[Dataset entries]
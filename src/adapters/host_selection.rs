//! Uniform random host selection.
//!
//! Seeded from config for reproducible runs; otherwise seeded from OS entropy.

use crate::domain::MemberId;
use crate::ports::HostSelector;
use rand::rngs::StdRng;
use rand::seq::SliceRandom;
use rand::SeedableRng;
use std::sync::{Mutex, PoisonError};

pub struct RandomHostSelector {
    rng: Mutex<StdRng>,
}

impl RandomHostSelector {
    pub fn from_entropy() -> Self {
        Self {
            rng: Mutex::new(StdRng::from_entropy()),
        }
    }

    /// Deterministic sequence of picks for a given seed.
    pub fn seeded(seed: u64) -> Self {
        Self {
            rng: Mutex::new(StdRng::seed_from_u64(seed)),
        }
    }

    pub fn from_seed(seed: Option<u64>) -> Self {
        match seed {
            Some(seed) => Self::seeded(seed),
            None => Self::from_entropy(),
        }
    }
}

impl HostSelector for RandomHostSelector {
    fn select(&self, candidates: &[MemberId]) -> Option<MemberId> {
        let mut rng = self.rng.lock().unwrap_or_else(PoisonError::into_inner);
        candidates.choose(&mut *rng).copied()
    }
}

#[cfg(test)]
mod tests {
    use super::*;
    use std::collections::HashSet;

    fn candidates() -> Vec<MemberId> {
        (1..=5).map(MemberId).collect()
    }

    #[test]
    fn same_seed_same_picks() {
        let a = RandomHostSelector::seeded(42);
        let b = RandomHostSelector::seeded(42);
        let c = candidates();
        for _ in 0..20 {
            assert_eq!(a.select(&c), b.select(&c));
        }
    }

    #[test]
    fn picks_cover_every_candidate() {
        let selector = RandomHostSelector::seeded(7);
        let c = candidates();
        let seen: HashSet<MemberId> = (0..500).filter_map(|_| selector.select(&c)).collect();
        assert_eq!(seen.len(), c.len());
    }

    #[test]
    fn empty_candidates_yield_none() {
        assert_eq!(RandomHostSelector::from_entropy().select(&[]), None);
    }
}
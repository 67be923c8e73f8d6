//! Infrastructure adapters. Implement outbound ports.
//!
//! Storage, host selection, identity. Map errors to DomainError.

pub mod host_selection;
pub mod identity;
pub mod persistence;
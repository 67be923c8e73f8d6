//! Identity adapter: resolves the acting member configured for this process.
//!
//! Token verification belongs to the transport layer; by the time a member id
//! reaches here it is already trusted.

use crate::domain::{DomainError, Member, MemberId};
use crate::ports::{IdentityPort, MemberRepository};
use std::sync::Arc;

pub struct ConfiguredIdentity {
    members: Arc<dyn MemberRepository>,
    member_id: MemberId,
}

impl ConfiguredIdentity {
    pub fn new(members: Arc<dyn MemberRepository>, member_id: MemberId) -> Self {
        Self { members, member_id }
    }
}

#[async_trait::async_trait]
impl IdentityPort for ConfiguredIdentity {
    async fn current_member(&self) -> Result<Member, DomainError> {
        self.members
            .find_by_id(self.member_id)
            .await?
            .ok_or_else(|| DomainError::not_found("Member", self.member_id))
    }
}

==

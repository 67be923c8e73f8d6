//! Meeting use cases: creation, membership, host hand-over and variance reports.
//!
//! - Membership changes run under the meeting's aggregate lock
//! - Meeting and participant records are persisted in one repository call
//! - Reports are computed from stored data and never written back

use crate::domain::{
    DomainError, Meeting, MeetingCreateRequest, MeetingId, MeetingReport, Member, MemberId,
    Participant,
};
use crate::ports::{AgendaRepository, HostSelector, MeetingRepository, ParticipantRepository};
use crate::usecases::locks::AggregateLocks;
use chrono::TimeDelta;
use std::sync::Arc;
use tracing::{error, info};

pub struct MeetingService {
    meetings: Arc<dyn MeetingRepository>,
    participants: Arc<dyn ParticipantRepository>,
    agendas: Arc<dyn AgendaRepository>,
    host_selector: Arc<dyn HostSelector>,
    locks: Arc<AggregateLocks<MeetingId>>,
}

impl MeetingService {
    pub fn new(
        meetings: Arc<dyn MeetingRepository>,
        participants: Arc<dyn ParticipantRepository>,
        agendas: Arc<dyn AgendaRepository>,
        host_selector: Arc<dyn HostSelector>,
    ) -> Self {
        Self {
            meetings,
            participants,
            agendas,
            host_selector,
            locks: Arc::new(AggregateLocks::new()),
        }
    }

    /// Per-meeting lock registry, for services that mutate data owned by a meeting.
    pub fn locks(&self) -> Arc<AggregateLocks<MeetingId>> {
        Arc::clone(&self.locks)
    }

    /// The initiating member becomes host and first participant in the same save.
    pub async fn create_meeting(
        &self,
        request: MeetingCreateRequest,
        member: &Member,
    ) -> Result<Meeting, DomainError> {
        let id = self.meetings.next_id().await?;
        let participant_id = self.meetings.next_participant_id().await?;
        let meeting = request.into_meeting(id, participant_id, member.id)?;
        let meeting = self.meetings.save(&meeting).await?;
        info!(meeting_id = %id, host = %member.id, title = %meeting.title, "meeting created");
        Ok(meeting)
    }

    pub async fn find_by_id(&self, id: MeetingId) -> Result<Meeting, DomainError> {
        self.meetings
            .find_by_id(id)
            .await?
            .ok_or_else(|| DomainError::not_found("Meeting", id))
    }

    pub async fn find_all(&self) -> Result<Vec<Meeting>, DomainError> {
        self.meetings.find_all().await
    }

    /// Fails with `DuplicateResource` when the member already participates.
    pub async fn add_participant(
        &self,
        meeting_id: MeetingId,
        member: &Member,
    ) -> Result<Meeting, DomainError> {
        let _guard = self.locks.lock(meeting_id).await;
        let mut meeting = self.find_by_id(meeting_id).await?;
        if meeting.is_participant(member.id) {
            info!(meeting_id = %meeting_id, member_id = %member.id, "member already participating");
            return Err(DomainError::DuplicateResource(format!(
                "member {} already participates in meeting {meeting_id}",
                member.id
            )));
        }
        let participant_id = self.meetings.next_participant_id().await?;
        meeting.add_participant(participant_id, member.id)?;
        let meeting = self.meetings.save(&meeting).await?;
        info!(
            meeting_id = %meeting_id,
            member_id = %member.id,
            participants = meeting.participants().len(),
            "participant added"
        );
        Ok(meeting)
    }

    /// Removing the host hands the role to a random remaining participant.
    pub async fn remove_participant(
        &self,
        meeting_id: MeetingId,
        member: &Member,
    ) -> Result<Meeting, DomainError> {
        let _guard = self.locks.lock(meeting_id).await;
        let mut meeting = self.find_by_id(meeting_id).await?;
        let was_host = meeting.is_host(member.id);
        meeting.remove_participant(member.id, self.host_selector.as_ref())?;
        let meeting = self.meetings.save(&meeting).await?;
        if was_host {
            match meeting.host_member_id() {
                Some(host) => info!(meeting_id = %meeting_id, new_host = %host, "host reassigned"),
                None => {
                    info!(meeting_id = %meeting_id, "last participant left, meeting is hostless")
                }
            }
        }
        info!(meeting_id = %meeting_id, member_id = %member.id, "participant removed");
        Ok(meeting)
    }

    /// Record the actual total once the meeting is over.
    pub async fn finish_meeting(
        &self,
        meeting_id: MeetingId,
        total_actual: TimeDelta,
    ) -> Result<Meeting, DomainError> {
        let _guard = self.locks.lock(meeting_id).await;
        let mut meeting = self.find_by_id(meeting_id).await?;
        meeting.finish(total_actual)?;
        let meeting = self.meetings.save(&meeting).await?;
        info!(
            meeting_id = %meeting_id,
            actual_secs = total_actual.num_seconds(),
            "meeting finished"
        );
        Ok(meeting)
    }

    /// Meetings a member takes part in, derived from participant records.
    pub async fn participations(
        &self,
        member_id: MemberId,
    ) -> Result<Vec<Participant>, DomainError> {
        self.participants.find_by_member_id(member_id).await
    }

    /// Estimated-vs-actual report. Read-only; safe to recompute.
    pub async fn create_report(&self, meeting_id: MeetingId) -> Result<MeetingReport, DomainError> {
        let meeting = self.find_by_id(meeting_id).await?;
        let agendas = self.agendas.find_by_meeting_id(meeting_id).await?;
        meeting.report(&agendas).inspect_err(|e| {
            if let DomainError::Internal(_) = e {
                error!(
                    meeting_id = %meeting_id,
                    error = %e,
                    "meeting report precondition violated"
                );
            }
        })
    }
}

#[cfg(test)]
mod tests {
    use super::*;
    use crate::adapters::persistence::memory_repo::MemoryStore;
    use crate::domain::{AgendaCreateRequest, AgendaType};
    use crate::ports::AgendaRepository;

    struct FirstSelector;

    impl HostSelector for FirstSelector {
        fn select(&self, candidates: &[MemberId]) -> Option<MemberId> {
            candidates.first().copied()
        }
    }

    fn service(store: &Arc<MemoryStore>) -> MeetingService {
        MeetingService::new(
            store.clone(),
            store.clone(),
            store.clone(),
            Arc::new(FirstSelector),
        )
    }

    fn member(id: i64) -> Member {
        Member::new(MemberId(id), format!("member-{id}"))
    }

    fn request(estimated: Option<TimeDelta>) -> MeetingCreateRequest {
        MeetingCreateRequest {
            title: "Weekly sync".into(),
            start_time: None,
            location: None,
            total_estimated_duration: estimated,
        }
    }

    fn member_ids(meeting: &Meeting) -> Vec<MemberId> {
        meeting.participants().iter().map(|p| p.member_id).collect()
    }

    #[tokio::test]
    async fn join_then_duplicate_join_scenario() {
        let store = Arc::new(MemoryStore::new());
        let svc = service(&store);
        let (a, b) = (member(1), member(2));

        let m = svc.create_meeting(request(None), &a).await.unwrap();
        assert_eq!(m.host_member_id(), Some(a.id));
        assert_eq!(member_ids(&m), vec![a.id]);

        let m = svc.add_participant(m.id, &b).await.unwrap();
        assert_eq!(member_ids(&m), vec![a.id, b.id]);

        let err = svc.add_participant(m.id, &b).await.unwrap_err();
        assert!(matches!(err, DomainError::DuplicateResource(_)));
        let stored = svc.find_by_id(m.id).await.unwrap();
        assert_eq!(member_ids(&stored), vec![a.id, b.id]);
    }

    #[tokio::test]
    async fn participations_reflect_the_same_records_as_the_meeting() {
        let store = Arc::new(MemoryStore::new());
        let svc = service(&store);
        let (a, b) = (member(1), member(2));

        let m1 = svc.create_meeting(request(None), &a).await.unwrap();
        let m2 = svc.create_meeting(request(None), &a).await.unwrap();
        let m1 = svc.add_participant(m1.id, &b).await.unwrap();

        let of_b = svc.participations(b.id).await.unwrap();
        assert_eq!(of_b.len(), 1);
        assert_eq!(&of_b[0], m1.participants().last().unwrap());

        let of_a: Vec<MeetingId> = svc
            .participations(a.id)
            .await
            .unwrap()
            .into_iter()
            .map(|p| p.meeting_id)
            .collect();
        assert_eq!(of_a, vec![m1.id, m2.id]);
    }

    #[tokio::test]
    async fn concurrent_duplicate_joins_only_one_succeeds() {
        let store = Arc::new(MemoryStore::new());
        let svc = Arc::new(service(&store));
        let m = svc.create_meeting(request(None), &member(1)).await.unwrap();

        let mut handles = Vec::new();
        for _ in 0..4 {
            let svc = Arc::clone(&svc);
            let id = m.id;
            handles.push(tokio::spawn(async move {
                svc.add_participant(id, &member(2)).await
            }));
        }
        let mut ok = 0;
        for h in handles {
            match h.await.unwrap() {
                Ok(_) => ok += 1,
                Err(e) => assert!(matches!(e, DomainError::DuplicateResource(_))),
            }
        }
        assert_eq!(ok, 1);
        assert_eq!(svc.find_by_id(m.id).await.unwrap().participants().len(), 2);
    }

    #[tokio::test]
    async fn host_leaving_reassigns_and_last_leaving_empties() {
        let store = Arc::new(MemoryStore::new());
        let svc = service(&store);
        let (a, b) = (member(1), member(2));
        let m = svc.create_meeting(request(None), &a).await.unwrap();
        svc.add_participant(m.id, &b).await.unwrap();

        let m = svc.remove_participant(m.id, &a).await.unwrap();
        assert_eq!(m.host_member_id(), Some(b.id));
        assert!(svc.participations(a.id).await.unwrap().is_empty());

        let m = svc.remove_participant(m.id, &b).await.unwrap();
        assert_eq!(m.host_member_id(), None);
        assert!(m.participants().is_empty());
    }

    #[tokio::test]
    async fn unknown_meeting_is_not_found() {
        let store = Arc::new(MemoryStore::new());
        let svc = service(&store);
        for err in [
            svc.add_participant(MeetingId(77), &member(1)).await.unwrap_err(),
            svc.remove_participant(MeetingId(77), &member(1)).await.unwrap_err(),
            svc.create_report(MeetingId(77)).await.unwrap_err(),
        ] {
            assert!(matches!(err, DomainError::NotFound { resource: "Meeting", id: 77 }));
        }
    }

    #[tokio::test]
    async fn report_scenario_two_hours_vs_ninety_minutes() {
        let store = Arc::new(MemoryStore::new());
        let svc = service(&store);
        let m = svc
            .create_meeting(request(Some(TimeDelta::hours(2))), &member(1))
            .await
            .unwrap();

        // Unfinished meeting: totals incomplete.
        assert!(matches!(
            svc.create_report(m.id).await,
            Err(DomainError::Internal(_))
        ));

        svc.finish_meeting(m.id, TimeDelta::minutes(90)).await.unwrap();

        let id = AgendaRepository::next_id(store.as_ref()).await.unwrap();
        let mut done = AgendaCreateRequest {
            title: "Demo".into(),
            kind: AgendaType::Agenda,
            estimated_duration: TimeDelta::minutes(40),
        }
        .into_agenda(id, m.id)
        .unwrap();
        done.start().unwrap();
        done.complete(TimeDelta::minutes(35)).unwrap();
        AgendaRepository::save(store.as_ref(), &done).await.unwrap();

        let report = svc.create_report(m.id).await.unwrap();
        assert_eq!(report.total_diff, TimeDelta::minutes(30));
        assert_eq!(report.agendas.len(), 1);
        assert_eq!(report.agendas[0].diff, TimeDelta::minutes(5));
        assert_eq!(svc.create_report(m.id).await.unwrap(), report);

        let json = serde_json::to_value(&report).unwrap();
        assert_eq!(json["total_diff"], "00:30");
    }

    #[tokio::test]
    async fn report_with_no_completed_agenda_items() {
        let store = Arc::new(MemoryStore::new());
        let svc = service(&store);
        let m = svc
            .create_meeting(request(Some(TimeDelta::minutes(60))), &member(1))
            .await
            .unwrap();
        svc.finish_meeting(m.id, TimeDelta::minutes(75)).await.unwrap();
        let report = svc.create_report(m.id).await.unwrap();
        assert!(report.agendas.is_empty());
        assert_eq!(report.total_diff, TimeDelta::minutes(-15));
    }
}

---

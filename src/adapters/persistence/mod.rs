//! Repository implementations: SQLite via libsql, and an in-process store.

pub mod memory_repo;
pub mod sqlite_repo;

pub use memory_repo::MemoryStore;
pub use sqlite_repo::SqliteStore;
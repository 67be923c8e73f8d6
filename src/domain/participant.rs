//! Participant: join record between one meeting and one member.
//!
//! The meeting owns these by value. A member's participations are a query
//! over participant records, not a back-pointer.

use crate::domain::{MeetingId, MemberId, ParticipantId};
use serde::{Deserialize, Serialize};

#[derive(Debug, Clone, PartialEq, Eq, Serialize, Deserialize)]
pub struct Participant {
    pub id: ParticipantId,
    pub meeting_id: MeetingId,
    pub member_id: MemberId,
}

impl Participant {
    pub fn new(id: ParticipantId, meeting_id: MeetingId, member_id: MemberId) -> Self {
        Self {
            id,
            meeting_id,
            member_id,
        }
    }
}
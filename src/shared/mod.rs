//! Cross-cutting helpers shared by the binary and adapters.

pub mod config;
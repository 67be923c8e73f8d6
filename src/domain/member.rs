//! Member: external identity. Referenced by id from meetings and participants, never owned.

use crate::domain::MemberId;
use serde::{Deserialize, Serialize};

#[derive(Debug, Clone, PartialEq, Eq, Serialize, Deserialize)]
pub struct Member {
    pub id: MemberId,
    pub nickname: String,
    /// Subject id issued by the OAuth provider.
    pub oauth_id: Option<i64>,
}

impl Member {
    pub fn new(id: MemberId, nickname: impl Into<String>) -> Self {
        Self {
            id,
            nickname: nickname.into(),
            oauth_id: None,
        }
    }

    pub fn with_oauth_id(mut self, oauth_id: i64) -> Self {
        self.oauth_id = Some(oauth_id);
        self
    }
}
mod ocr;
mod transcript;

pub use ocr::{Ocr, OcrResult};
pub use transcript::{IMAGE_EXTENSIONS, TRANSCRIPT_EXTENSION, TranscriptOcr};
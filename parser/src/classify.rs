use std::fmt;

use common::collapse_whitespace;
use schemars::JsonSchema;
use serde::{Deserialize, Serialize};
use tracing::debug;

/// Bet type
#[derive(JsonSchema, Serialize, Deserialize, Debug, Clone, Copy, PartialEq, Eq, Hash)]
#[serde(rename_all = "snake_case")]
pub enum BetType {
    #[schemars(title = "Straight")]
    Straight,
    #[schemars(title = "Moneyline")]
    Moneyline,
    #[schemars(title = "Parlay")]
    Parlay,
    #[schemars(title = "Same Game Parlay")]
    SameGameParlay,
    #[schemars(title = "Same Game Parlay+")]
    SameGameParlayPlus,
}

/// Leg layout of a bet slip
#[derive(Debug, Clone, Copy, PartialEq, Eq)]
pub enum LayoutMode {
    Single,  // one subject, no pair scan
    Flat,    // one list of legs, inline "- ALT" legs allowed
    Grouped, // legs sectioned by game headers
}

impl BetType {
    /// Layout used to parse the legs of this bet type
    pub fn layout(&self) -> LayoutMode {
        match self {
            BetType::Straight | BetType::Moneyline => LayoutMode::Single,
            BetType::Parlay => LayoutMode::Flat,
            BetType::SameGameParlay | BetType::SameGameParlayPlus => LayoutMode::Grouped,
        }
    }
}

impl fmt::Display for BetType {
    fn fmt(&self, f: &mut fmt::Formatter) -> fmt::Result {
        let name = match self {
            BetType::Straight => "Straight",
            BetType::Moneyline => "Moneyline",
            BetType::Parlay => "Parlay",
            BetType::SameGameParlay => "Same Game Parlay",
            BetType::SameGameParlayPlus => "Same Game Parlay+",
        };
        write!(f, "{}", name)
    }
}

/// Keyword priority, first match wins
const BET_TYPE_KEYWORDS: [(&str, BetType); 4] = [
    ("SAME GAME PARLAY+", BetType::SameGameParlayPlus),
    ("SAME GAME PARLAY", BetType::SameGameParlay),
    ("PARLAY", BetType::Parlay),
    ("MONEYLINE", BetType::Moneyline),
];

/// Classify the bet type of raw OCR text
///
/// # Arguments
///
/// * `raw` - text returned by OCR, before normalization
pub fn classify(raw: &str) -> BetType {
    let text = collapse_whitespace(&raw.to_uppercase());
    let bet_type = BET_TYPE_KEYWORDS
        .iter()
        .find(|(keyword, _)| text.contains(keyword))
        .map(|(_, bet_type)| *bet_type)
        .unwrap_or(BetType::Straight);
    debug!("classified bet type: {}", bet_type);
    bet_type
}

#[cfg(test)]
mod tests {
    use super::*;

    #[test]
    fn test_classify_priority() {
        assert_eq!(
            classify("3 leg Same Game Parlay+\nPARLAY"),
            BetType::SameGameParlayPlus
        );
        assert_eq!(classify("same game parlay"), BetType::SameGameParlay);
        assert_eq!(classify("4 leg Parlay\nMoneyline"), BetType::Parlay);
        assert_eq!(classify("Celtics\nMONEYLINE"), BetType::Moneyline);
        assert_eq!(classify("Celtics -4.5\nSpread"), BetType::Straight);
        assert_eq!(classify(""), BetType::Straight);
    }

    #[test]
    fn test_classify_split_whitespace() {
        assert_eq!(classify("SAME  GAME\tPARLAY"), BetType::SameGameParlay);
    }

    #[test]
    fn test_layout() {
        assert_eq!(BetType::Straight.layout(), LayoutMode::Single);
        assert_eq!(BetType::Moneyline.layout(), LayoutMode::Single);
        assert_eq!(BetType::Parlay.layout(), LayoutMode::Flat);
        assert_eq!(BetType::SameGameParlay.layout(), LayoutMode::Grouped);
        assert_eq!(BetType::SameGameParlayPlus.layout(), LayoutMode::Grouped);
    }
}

#### What you will do:
What lines in the data above contain the word "Internal"? Copy them all.

#### Response area:
            if let DomainError::Internal(_) = e {
            Err(DomainError::Internal(_))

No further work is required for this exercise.